Alexandra Mei

The assumed objectivity of the land/water boundary forgets the memory and identity embedded in coastal landscapes. In response, continued local acts of boundary resistance and subversion can sustain such communal identity. For a steadily increasing amount of coastal communities, this boundary line on the map is not only moving constantly, it is formed by physical characteristics on the ground that the Army Corps of Engineers has determined to be a boundary between private land and state-owned water. In the case of the Biloxi Chitimacha Choctaw tribe on the Isle de Jean Charles, Louisiana, this Ordinary High Water Mark divides native and state properties. This Native American community, forced to leave for a land-locked parcel farther north, will eventually lose their island to the state as this mark rises with the sea in the next fifty years.

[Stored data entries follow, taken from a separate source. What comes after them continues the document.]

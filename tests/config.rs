#[cfg(test)]
mod tests {
    use devtrack::libs::config::{Config, DatabaseConfig, OutputConfig, CONFIG_FILE_NAME};
    use devtrack::libs::data_storage::DataStorage;
    use devtrack::libs::view::OutputFormat;
    use std::fs;
    use tempfile::TempDir;
    use test_context::{test_context, TestContext};

    /// Points the data directory at a temporary home for the test.
    struct ConfigTestContext {
        _temp_dir: TempDir,
    }

    impl TestContext for ConfigTestContext {
        fn setup() -> Self {
            let temp_dir = tempfile::tempdir().unwrap();
            std::env::set_var("HOME", temp_dir.path());
            std::env::set_var("LOCALAPPDATA", temp_dir.path());
            ConfigTestContext { _temp_dir: temp_dir }
        }
    }

    // Everything touching the config file runs in one test: HOME is process-wide.
    #[test_context(ConfigTestContext)]
    #[test]
    fn test_config_file_lifecycle(_ctx: &mut ConfigTestContext) {
        assert_eq!(Config::read().unwrap(), Config::default());
        assert!(!Config::delete().unwrap());

        let config = Config {
            database: Some(DatabaseConfig {
                connection: "/srv/activity.db".to_string(),
            }),
            output: Some(OutputConfig {
                format: OutputFormat::Json,
                column_width: 16,
                top_languages: 3,
            }),
        };
        config.save().unwrap();

        let loaded = Config::read().unwrap();
        assert_eq!(loaded, config);
        assert_eq!(loaded.connection(Some("cli.db")), "cli.db");
        assert_eq!(loaded.output().format, OutputFormat::Json);

        let path = DataStorage::new().get_path(CONFIG_FILE_NAME).unwrap();
        fs::write(&path, "{ not json").unwrap();
        assert!(Config::read().is_err());

        assert!(Config::delete().unwrap());
        assert!(!path.exists());
        assert_eq!(Config::read().unwrap(), Config::default());
    }
}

However, if the water mark can be altered and blurred, the tribe will maintain ownership of their land and have a reason to return after they leave. 

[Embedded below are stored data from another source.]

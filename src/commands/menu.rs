//! Interactive menu loop.
//!
//! Collects report parameters with prompts and hands them to the report
//! catalog or the session recorder. Numeric prompts only accept integers and
//! re-ask otherwise. A failed report or recording is reported and the loop
//! continues; only Exit, Esc or `q` leave it.

use super::{record, report};
use crate::{
    db::{db::Db, reports::Report},
    libs::{config::OutputConfig, messages::Message, session::NewSession},
    msg_print,
};
use anyhow::Result;
use dialoguer::{theme::ColorfulTheme, Input, Select};

#[derive(Debug, Clone, Copy, PartialEq, Eq)]
enum MenuEntry {
    Projects,
    RecentSessions,
    SessionsByLanguage,
    ProjectTotals,
    AverageSession,
    TopLanguages,
    EditorShare,
    BusyDays,
    ProjectLeaderboard,
    RecordSession,
    Exit,
}

impl MenuEntry {
    const ALL: [MenuEntry; 11] = [
        MenuEntry::Projects,
        MenuEntry::RecentSessions,
        MenuEntry::SessionsByLanguage,
        MenuEntry::ProjectTotals,
        MenuEntry::AverageSession,
        MenuEntry::TopLanguages,
        MenuEntry::EditorShare,
        MenuEntry::BusyDays,
        MenuEntry::ProjectLeaderboard,
        MenuEntry::RecordSession,
        MenuEntry::Exit,
    ];

    fn label(&self) -> Message {
        match self {
            MenuEntry::Projects => Message::MenuProjects,
            MenuEntry::RecentSessions => Message::MenuRecentSessions,
            MenuEntry::SessionsByLanguage => Message::MenuSessionsByLanguage,
            MenuEntry::ProjectTotals => Message::MenuProjectTotals,
            MenuEntry::AverageSession => Message::MenuAverageSession,
            MenuEntry::TopLanguages => Message::MenuTopLanguages,
            MenuEntry::EditorShare => Message::MenuEditorShare,
            MenuEntry::BusyDays => Message::MenuBusyDays,
            MenuEntry::ProjectLeaderboard => Message::MenuProjectLeaderboard,
            MenuEntry::RecordSession => Message::MenuRecordSession,
            MenuEntry::Exit => Message::MenuExit,
        }
    }
}

pub fn cmd(db: &Db, output: &OutputConfig) -> Result<()> {
    let labels: Vec<String> = MenuEntry::ALL.iter().map(|entry| entry.label().to_string()).collect();
    let mut last = 0;

    loop {
        let selection = Select::with_theme(&ColorfulTheme::default())
            .with_prompt(Message::MenuTitle.to_string())
            .items(&labels)
            .default(last)
            .interact_opt()?;

        let Some(index) = selection else { break };
        last = index;

        let report = match MenuEntry::ALL[index] {
            MenuEntry::Projects => Report::Projects,
            MenuEntry::RecentSessions => Report::RecentSessions,
            MenuEntry::SessionsByLanguage => Report::SessionsByLanguage {
                language: prompt_text(Message::PromptLanguage)?,
                min_minutes: prompt_number(Message::PromptMinMinutes, None)?,
            },
            MenuEntry::ProjectTotals => Report::ProjectTotals,
            MenuEntry::AverageSession => Report::AverageSession {
                nickname: prompt_text(Message::PromptNickname)?,
            },
            MenuEntry::TopLanguages => Report::TopLanguages {
                limit: prompt_number(Message::PromptTopLanguagesLimit, Some(output.top_languages))?,
            },
            MenuEntry::EditorShare => Report::EditorShare,
            MenuEntry::BusyDays => Report::BusyDays {
                min_minutes: prompt_number(Message::PromptDailyMinMinutes, None)?,
            },
            MenuEntry::ProjectLeaderboard => Report::ProjectLeaderboard {
                nickname: prompt_text(Message::PromptNickname)?,
            },
            MenuEntry::RecordSession => {
                let session = prompt_session()?;
                record::record(db, &session);
                continue;
            }
            MenuEntry::Exit => break,
        };

        report::cmd(db, &report, output)?;
    }

    msg_print!(Message::MenuGoodbye);
    Ok(())
}

fn prompt_text(prompt: Message) -> Result<String> {
    Ok(Input::with_theme(&ColorfulTheme::default())
        .with_prompt(prompt.to_string())
        .interact_text()?)
}

fn prompt_number(prompt: Message, default: Option<i64>) -> Result<i64> {
    let theme = ColorfulTheme::default();
    let mut input = Input::<i64>::with_theme(&theme).with_prompt(prompt.to_string());
    if let Some(default) = default {
        input = input.default(default);
    }
    Ok(input.interact_text()?)
}

fn prompt_session() -> Result<NewSession> {
    Ok(NewSession {
        project: prompt_text(Message::PromptProject)?,
        developer: prompt_text(Message::PromptDeveloper)?,
        language: prompt_text(Message::PromptLanguage)?,
        editor: prompt_text(Message::PromptEditor)?,
        duration_minutes: prompt_number(Message::PromptDuration, None)?,
        branch: prompt_text(Message::PromptBranch)?,
        os: prompt_text(Message::PromptOs)?,
    })
}

#[cfg(test)]
mod tests {
    use super::*;

    #[test]
    fn test_menu_ends_with_exit() {
        assert_eq!(MenuEntry::ALL.last(), Some(&MenuEntry::Exit));
        assert_eq!(MenuEntry::ALL[0].label().to_string(), "Projects and total time");
    }
}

Using the format of a guidebook, the project suggests acts of community resistance against this mark, and strategizes how island communities can maintain access to their waters and their culture. Through the persistent action of the community, the island is still their own. Their identity as Native Americans strengthens and continuously re-establishes as they shape their own land. Here, culture and landscape have a co-dependency that renders the land evermore present in our current conversation of political boundaries. Social formation is derived through landscape practices and conversely, the land is formed by the memory and identities embedded in it.